The cases are not really on point to the topic stated here, but are still good ones to read. They are NY court of appeals cases.

retired
01-10-2004, 03:53 PM
SW4747,

Is this the PA info you were lookling for?

Pennsylvania Supreme Court Nixes Random Drug Searches on Interstate Buses 10/7/00
Pennsylvania state drug investigators had a routine. They would randomly board a passenger bus at a bus depot -- the massive rest area at Breezewood on Interstate 70 on the Maryland border was a favorite target -- ask passengers to pair up with their luggage, and then ask to search the bags. If a passenger did not claim a bag, police would have the bus driver declare it abandoned property, then they would open it in search of drugs and clues to the owner's identity.

The technique was effective, police claimed, leading to numerous arrests.

But the state Supreme Court, ruling in Commonwealth v. Belisario Polo, has found that the random searches violate provisions in the state constitution that protect people from unreasonable or warrantless searches and seizures.

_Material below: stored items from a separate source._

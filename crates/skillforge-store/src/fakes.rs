//! In-memory fakes for storage traits (testing only)
//!
//! Provides `MemorySkillLibrary` and `MemoryExperimentLog` that satisfy the
//! trait contracts without touching the filesystem or a database.

use std::collections::BTreeMap;
use std::sync::atomic::{AtomicBool, Ordering};
use std::sync::Mutex;

use async_trait::async_trait;

use crate::error::StorageError;
use crate::schema::{ExperimentRecord, SkillEntry};
use crate::storage_traits::*;

// ---------------------------------------------------------------------------
// MemorySkillLibrary
// ---------------------------------------------------------------------------

/// In-memory skill library backed by a `BTreeMap<skill_id, SkillEntry>`.
#[derive(Debug, Default)]
pub struct MemorySkillLibrary {
    entries: Mutex<BTreeMap<String, SkillEntry>>,
    fail_lookups: AtomicBool,
}

impl MemorySkillLibrary {
    pub fn new() -> Self {
        Self::default()
    }

    /// Insert or replace an entry, keyed by its `skill_id`.
    pub fn insert(&self, entry: SkillEntry) {
        let mut entries = self.entries.lock().unwrap();
        entries.insert(entry.skill_id.clone(), entry);
    }

    /// Builder form of [`insert`](Self::insert).
    pub fn with_entry(self, entry: SkillEntry) -> Self {
        self.insert(entry);
        self
    }

    /// Make every subsequent lookup fail with a backend error.
    pub fn fail_lookups(&self) {
        self.fail_lookups.store(true, Ordering::SeqCst);
    }
}

#[async_trait]
impl SkillLibrary for MemorySkillLibrary {
    async fn entry(&self, skill_id: &str) -> StorageResult<SkillEntry> {
        if self.fail_lookups.load(Ordering::SeqCst) {
            return Err(StorageError::Backend("library unavailable".to_string()));
        }
        let entries = self.entries.lock().unwrap();
        Ok(entries
            .get(skill_id)
            .cloned()
            .unwrap_or_else(|| SkillEntry::new(skill_id)))
    }

    async fn skill_ids(&self) -> StorageResult<Vec<String>> {
        let entries = self.entries.lock().unwrap();
        Ok(entries.keys().cloned().collect())
    }
}

// ---------------------------------------------------------------------------
// MemoryExperimentLog
// ---------------------------------------------------------------------------

/// In-memory experiment log backed by a `Vec<ExperimentRecord>`.
#[derive(Debug, Default)]
pub struct MemoryExperimentLog {
    records: Mutex<Vec<ExperimentRecord>>,
    reject_appends: AtomicBool,
}

impl MemoryExperimentLog {
    pub fn new() -> Self {
        Self::default()
    }

    /// A log whose `append` always fails, for exercising the log-error path.
    pub fn rejecting() -> Self {
        let log = Self::default();
        log.reject_appends.store(true, Ordering::SeqCst);
        log
    }

    /// Number of records appended so far.
    pub fn len(&self) -> usize {
        self.records.lock().unwrap().len()
    }

    pub fn is_empty(&self) -> bool {
        self.len() == 0
    }
}

#[async_trait]
impl ExperimentLog for MemoryExperimentLog {
    async fn append(&self, record: &ExperimentRecord) -> StorageResult<()> {
        if self.reject_appends.load(Ordering::SeqCst) {
            return Err(StorageError::Backend("log store rejected append".to_string()));
        }
        let mut records = self.records.lock().unwrap();
        records.push(record.clone());
        Ok(())
    }

    async fn entries(&self) -> StorageResult<Vec<ExperimentRecord>> {
        Ok(self.records.lock().unwrap().clone())
    }
}
fn assignment_targets(node: Node<'_>, src: &str) -> Vec<String> {
    let mut targets = Vec::new();
    let mut current = Some(node);
    while let Some(assign) = current.filter(|n| n.kind() == "assignment") {
        if let Some(left) = assign.child_by_field_name("left") {
            collect_identifiers(left, src, &mut targets);
        }
        current = assign.child_by_field_name("right");
    }
    targets
}

fn classify(node: Node<'_>, src: &str) -> ItemKind {
    match node.kind() {
        "import_statement" | "import_from_statement" | "future_import_statement" => {
            ItemKind::Import
        }
        "comment" => ItemKind::Comment,
        "function_definition" | "class_definition" => named_definition(node, src),
        "decorated_definition" => node
            .child_by_field_name("definition")
            .map(|def| named_definition(def, src))
            .unwrap_or(ItemKind::Other),
        "if_statement" => {
            let condition = node
                .child_by_field_name("condition")
                .map(|c| node_text(c, src))
                .unwrap_or("");
            if condition.contains("__name__") && condition.contains("__main__") {
                ItemKind::MainGuard
            } else {
                ItemKind::Other
            }
        }
        "expression_statement" => match node.named_child(0) {
            Some(inner) if inner.kind() == "assignment" => ItemKind::Assignment {
                targets: assignment_targets(inner, src),
            },
            Some(inner) if inner.kind() == "call" => ItemKind::Call {
                callee: inner
                    .child_by_field_name("function")
                    .map(|f| node_text(f, src).to_string())
                    .unwrap_or_default(),
            },
            Some(inner) if inner.kind() == "string" && node.named_child_count() == 1 => {
                ItemKind::Docstring
            }
            _ => ItemKind::Other,
        },
        _ => ItemKind::Other,
    }
}

fn named_definition(def: Node<'_>, src: &str) -> ItemKind {
    let name = def
        .child_by_field_name("name")
        .map(|n| node_text(n, src).to_string())
        .unwrap_or_default();
    if def.kind() == "class_definition" {
        ItemKind::Class { name }
    } else {
        ItemKind::Function { name }
    }
}

/// Top-level statements in source order.
pub fn top_level_items(src: &str) -> Vec<TopLevelItem> {
    let Some(tree) = parse(src) else {
        return Vec::new();
    };
    let root = tree.root_node();
    (0..root.named_child_count())
        .filter_map(|i| root.named_child(i))
        .map(|node| TopLevelItem {
            kind: classify(node, src),
            start: node.start_byte(),
            end: node.end_byte(),
            well_formed: !node.has_error(),
        })
        .collect()
}

/// Well-formed top-level function definitions, in source order.
pub fn top_level_functions(src: &str) -> Vec<FunctionDef> {
    top_level_items(src)
        .into_iter()
        .filter(|item| item.well_formed)
        .filter_map(|item| match item.kind {
            ItemKind::Function { name } => Some(FunctionDef {
                name,
                start: item.start,
                end: item.end,
            }),
            _ => None,
        })
        .collect()
}

/// Names bound at module level by `def`, `class` or assignment.
pub fn top_level_bindings(src: &str) -> BTreeSet<String> {
    let mut names = BTreeSet::new();
    for item in top_level_items(src) {
        match item.kind {
            ItemKind::Function { name } | ItemKind::Class { name } => {
                names.insert(name);
            }
            ItemKind::Assignment { targets } => names.extend(targets),
            _ => {}
        }
    }
    names
}

// ---------------------------------------------------------------------------
// Expression views
// ---------------------------------------------------------------------------

/// One `"key": value` pair of a dictionary literal.
#[derive(Debug, Clone, PartialEq, Eq)]
pub struct DictEntry {
    /// Key text without quotes; only plain string keys are listed.
    pub key: String,
    pub pair_end: usize,
    pub value_start: usize,
    pub value_end: usize,
    pub value_kind: String,
}

/// A dictionary literal with its string-keyed entries.
#[derive(Debug, Clone, PartialEq, Eq)]
pub struct DictLiteral {
    pub start: usize,
    pub end: usize,
    pub entries: Vec<DictEntry>,
    pub well_formed: bool,
}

Justice Stephen Zappala cited the court's opinion in a 1996 case, Commonwealth vs. Matos, writing that "the seriousness of criminal activity under investigation, whether it is the sale of drugs or the commission of a violent crime, can never be used as justification for ignoring or abandoning the constitutional right... to be free from intrusions upon... personal liberty absent probable cause."

The court has nine similar cases pending before it, but state Attorney General Mike Fisher has apparently seen the writing on the wall. His office is reviewing the opinion and considering new investigative guidelines to keep drug investigators within the law.

"We will make appropriate modifications to our ongoing interdiction efforts to adhere to that opinion," Fisher spokesman Kevin Harley told the Pittsburg Post-Gazette.

Frank Booth
01-10-2004, 05:27 PM
I would think that the part about having passengers "pair up" with their luggage, and then seizing any luggage that wasn't "paired up with" were the sticking points. I think those parts were unconstitutional.

OregonDirtbiker
01-10-2004, 08:52 PM
What the heck? Is this new? I rode the grey hound quite a few times in the past 5 months. Never had this happen.. New rule? I'm sure as heck stumped...

squad51
01-10-2004, 11:05 PM
I would also tell the officers to pound sand.